The chief executives of Empire, Loblaw Companies Ltd. and Metro Inc. were called to appear in March before a parliamentary committee studying inflated grocery prices.
All three major grocers reported higher profits in the first half of 2022 compared to their average performance over the past five years, according to a recent report by the Agri-Food Analytics Lab at Dalhousie University.
At the committee hearing, the grocery executives argued food price inflation is not caused by profit-mongering and that their margins on food-related profits have remained low.
“It doesn't matter how many times you say it, write it or tweet it. It simply is not true,” said Medline before the committee.
“The truth is we are at the end of a very long food supply chain that has economic inputs at every step and stage.”
During the analyst call, Medline said the company received hundreds of new requests from its suppliers to raise prices during the third quarter, at comparable volumes to those experienced in the fall of 2022, but he believes the volume of such requests has now peaked.
Chief Financial Officer Matt Reindel said on the call that the company isn't changing its business strategy during inflation.

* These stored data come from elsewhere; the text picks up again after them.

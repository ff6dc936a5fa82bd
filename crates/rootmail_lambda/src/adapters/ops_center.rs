use rootmail_core::ops_ticket::OpsTicketDraft;

pub trait OpsTicketing {
    /// Returns the id of the created ops item when the service reports one.
    fn create_ops_item(&self, ticket: &OpsTicketDraft) -> Result<Option<String>, String>;
}
use rootmail_core::rule_set::ReceiptRuleSpec;

pub trait ReceiptRuleAdmin {
    fn create_rule_set(&self, rule_set_name: &str) -> Result<(), String>;
    fn create_rule(&self, spec: &ReceiptRuleSpec) -> Result<(), String>;
    /// `None` leaves the account without an active rule set.
    fn set_active_rule_set(&self, rule_set_name: Option<&str>) -> Result<(), String>;
    fn delete_rule(&self, rule_set_name: &str, rule_name: &str) -> Result<(), String>;
    fn delete_rule_set(&self, rule_set_name: &str) -> Result<(), String>;
}
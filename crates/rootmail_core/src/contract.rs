use std::collections::BTreeMap;

use serde::{Deserialize, Serialize};
use serde_json::Value;

use crate::error::ContractError;

pub const READY_SIGNAL_REASON: &str = "RootMail Setup completed";
pub const READY_SIGNAL_DATA: &str = "RootMail Setup completed";
pub const CALLBACK_REASON_PREFIX: &str = "See the details in CloudWatch Log Stream: ";

/// Attribute map returned to the provisioning framework on success.
pub type CustomResourceData = BTreeMap<String, Value>;

#[derive(Debug, Clone, Copy, Serialize, Deserialize, PartialEq, Eq)]
pub enum RequestType {
    Create,
    Update,
    Delete,
}

impl RequestType {
    pub fn as_str(self) -> &'static str {
        match self {
            Self::Create => "Create",
            Self::Update => "Update",
            Self::Delete => "Delete",
        }
    }
}

/// CloudFormation custom-resource request, also used for provider-framework
/// is-complete probes (which carry no `ResponseURL`).
#[derive(Debug, Clone, Serialize, Deserialize, PartialEq)]
#[serde(rename_all = "PascalCase")]
pub struct CustomResourceRequest {
    pub request_type: RequestType,
    #[serde(rename = "ResponseURL", default)]
    pub response_url: String,
    #[serde(default)]
    pub stack_id: String,
    #[serde(default)]
    pub request_id: String,
    #[serde(default)]
    pub resource_type: String,
    pub logical_resource_id: String,
    #[serde(default, skip_serializing_if = "Option::is_none")]
    pub physical_resource_id: Option<String>,
    #[serde(default)]
    pub resource_properties: BTreeMap<String, Value>,
}

impl CustomResourceRequest {
    /// Returns a required string property, failing when it is absent or not a string.
    pub fn property(&self, name: &str) -> Result<&str, ContractError> {
        self.resource_properties
            .get(name)
            .and_then(Value::as_str)
            .ok_or_else(|| ContractError::MissingProperty(name.to_string()))
    }

    /// Returns the first present string property among `names`.
    pub fn property_any(&self, names: &[&str]) -> Result<&str, ContractError> {
        names
            .iter()
            .find_map(|name| self.resource_properties.get(*name).and_then(Value::as_str))
            .ok_or_else(|| ContractError::MissingProperty(names.join(" | ")))
    }
}

#[derive(Debug, Clone, Copy, Serialize, Deserialize, PartialEq, Eq)]
pub enum ResponseStatus {
    #[serde(rename = "SUCCESS")]
    Success,
    #[serde(rename = "FAILED")]
    Failed,
}

impl ResponseStatus {
    pub fn as_str(self) -> &'static str {
        match self {
            Self::Success => "SUCCESS",
            Self::Failed => "FAILED",
        }
    }
}

#[derive(Debug, Clone, Serialize, Deserialize, PartialEq)]
#[serde(rename_all = "PascalCase")]
pub struct CustomResourceResponse {
    pub status: ResponseStatus,
    pub reason: String,
    pub physical_resource_id: String,
    pub stack_id: String,
    pub request_id: String,
    pub logical_resource_id: String,
    pub no_echo: bool,
    pub data: CustomResourceData,
}

impl CustomResourceResponse {
    pub fn success(
        request: &CustomResourceRequest,
        data: CustomResourceData,
        log_stream_name: &str,
    ) -> Self {
        Self::build(request, ResponseStatus::Success, data, log_stream_name)
    }

    /// Failures never carry data.
    pub fn failure(request: &CustomResourceRequest, log_stream_name: &str) -> Self {
        Self::build(
            request,
            ResponseStatus::Failed,
            CustomResourceData::new(),
            log_stream_name,
        )
    }

    /// FAILED answer for an event that did not decode into a request. Only
    /// identifiers present as strings are echoed back.
    pub fn failure_for_raw_event(event: &Value, log_stream_name: &str) -> Self {
        let field = |name: &str| event.get(name).and_then(Value::as_str).map(str::to_string);
        let physical_resource_id = field("PhysicalResourceId")
            .filter(|value| !value.is_empty())
            .unwrap_or_else(|| log_stream_name.to_string());

        Self {
            status: ResponseStatus::Failed,
            reason: format!("{CALLBACK_REASON_PREFIX}{log_stream_name}"),
            physical_resource_id,
            stack_id: field("StackId").unwrap_or_default(),
            request_id: field("RequestId").unwrap_or_default(),
            logical_resource_id: field("LogicalResourceId").unwrap_or_default(),
            no_echo: false,
            data: CustomResourceData::new(),
        }
    }

    /// `ResponseURL` of a raw event, when it carries a non-empty one.
    pub fn raw_response_url(event: &Value) -> Option<&str> {
        event
            .get("ResponseURL")
            .and_then(Value::as_str)
            .filter(|url| !url.is_empty())
    }

    fn build(
        request: &CustomResourceRequest,
        status: ResponseStatus,
        data: CustomResourceData,
        log_stream_name: &str,
    ) -> Self {
        let physical_resource_id = request
            .physical_resource_id
            .clone()
            .filter(|value| !value.is_empty())
            .unwrap_or_else(|| log_stream_name.to_string());

        Self {
            status,
            reason: format!("{CALLBACK_REASON_PREFIX}{log_stream_name}"),
            physical_resource_id,
            stack_id: request.stack_id.clone(),
            request_id: request.request_id.clone(),
            logical_resource_id: request.logical_resource_id.clone(),
            no_echo: false,
            data,
        }
    }
}

#[derive(Debug, Clone, Copy, Serialize, Deserialize, PartialEq, Eq)]
pub struct IsCompleteResponse {
    #[serde(rename = "IsComplete")]
    pub is_complete: bool,
}

/// Body PUT to the wait-condition URL once the root mail setup is finished.
#[derive(Debug, Clone, Serialize, Deserialize, PartialEq, Eq)]
#[serde(rename_all = "PascalCase")]
pub struct ReadySignal {
    pub status: String,
    pub reason: String,
    pub unique_id: String,
    pub data: String,
}

impl ReadySignal {
    pub fn completed(unique_id: impl Into<String>) -> Self {
        Self {
            status: "SUCCESS".to_string(),
            reason: READY_SIGNAL_REASON.to_string(),
            unique_id: unique_id.into(),
            data: READY_SIGNAL_DATA.to_string(),
        }
    }
}
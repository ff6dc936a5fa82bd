use chrono::{DateTime, Utc};
use rootmail_core::error::MailError;
use rootmail_core::mail::{mail_object_key, parse_raw_mail, SesEvent, SesEventRecord};
use rootmail_core::ops_ticket::mail_object_arn;
use rootmail_core::triage::{triage_mail, MailDisposition};
use tracing::{debug, info, warn};

use crate::adapters::object_store::MailObjectStore;
use crate::adapters::ops_center::OpsTicketing;
use crate::adapters::parameter_store::ParameterStore;
use crate::config::MailProcessorConfig;
use crate::error::HandlerError;

/// What happened to one inbound record.
#[derive(Debug, Clone, PartialEq, Eq)]
pub enum MailOutcome {
    VerdictFailed {
        message_id: String,
        verdict: &'static str,
        status: String,
    },
    ResetLinkStored {
        message_id: String,
        parameter_name: String,
    },
    Filtered {
        message_id: String,
        subject: String,
    },
    TicketCreated {
        message_id: String,
        ops_item_id: Option<String>,
    },
}

/// Processes every record in order. Any error aborts the invocation so the
/// runtime's redelivery policy applies.
///
/// A failed verdict skips only its own record; later records in the same
/// event are still processed instead of ending the invocation. This only
/// differs from stopping early for multi-record events, which SES does not send.
pub fn process_ses_event(
    event: &SesEvent,
    config: &MailProcessorConfig,
    store: &impl MailObjectStore,
    parameters: &impl ParameterStore,
    ops: &impl OpsTicketing,
    now: DateTime<Utc>,
) -> Result<Vec<MailOutcome>, HandlerError> {
    event
        .records
        .iter()
        .map(|record| process_record(record, config, store, parameters, ops, now))
        .collect()
}

pub fn process_record(
    record: &SesEventRecord,
    config: &MailProcessorConfig,
    store: &impl MailObjectStore,
    parameters: &impl ParameterStore,
    ops: &impl OpsTicketing,
    now: DateTime<Utc>,
) -> Result<MailOutcome, HandlerError> {
    let message_id = record.ses.mail.message_id.as_str();
    let key = mail_object_key(message_id);
    debug!(id = message_id, key = %key, "processing mail");

    if let Some((verdict, status)) = record.ses.receipt.first_failed_verdict() {
        warn!(
            class = verdict.as_str(),
            status,
            id = message_id,
            key = %key,
            "verdict failed - ops santa item skipped"
        );
        return Ok(MailOutcome::VerdictFailed {
            message_id: message_id.to_string(),
            verdict: verdict.as_str(),
            status: status.to_string(),
        });
    }

    let recipient = record
        .ses
        .mail
        .destination
        .first()
        .ok_or_else(|| MailError::MissingDestination(message_id.to_string()))?;

    let raw = store
        .fetch_object(&config.bucket, &key)
        .map_err(HandlerError::service("GetObject"))?;
    let mail = parse_raw_mail(&raw)?;
    let object_arn = mail_object_arn(&config.bucket_arn, &key);

    match triage_mail(&mail, message_id, recipient, &object_arn, now)? {
        MailDisposition::StoreResetLink(parameter) => {
            parameters
                .put_reset_parameter(&parameter)
                .map_err(HandlerError::service("PutParameter"))?;
            info!(id = message_id, name = %parameter.name, "stored password reset link");
            Ok(MailOutcome::ResetLinkStored {
                message_id: message_id.to_string(),
                parameter_name: parameter.name,
            })
        }
        MailDisposition::Filtered { subject } => {
            info!(title = %subject, "filtered email");
            Ok(MailOutcome::Filtered {
                message_id: message_id.to_string(),
                subject,
            })
        }
        MailDisposition::OpenTicket(ticket) => {
            let ops_item_id = ops
                .create_ops_item(&ticket)
                .map_err(HandlerError::service("CreateOpsItem"))?;
            info!(id = message_id, ops_item_id = ?ops_item_id, "created ops item");
            Ok(MailOutcome::TicketCreated {
                message_id: message_id.to_string(),
                ops_item_id,
            })
        }
    }
}
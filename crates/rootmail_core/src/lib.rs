//! Shared rootmail domain primitives.
//!
//! This crate owns the wire contracts (custom-resource requests and responses,
//! SES receipt notifications, the completion signal) and the deterministic mail
//! triage rules. It intentionally excludes AWS SDK and Lambda runtime concerns.

pub mod backoff;
pub mod contract;
pub mod error;
pub mod mail;
pub mod ops_ticket;
pub mod password_reset;
pub mod regions;
pub mod rule_set;
pub mod triage;
pub mod truncate;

“Our business fundamentals are strong, and we will be well positioned to deliver stronger results when inflation starts to abate.”
Reindel added that he's proud of Empire's continued growth in gross margin, though the cyberattack rendered it nil this quarter, but emphasized that the growth is due to the company's Project Horizon and not inflation.
Empire launched Project Horizon in the first quarter of its fiscal 2021. The three-year strategy includes business growth and the acceleration of e-commerce, and Empire said the project is expected to generate growth in earnings and in adjusted margin over the three-year time frame.
The grocer said Longo's e-commerce business, Grocery Gateway, will be integrated into its Voila e-commerce offering. Grocery Gateway customers will transition to Voila over a six-week period, starting in July 2023.
Scene Plus, its loyalty program run in conjunction with Scotiabank and Cineplex Inc., will be launched in Quebec and Thrifty Foods on March 23. Medline said this is the final regional launch for the rewards program.
The company also shared that it expects to open 22 more Farm Boy stores in the next five years with most set to be located in the Greater Toronto Area. Empire already operates 26 Farm Boy supermarkets.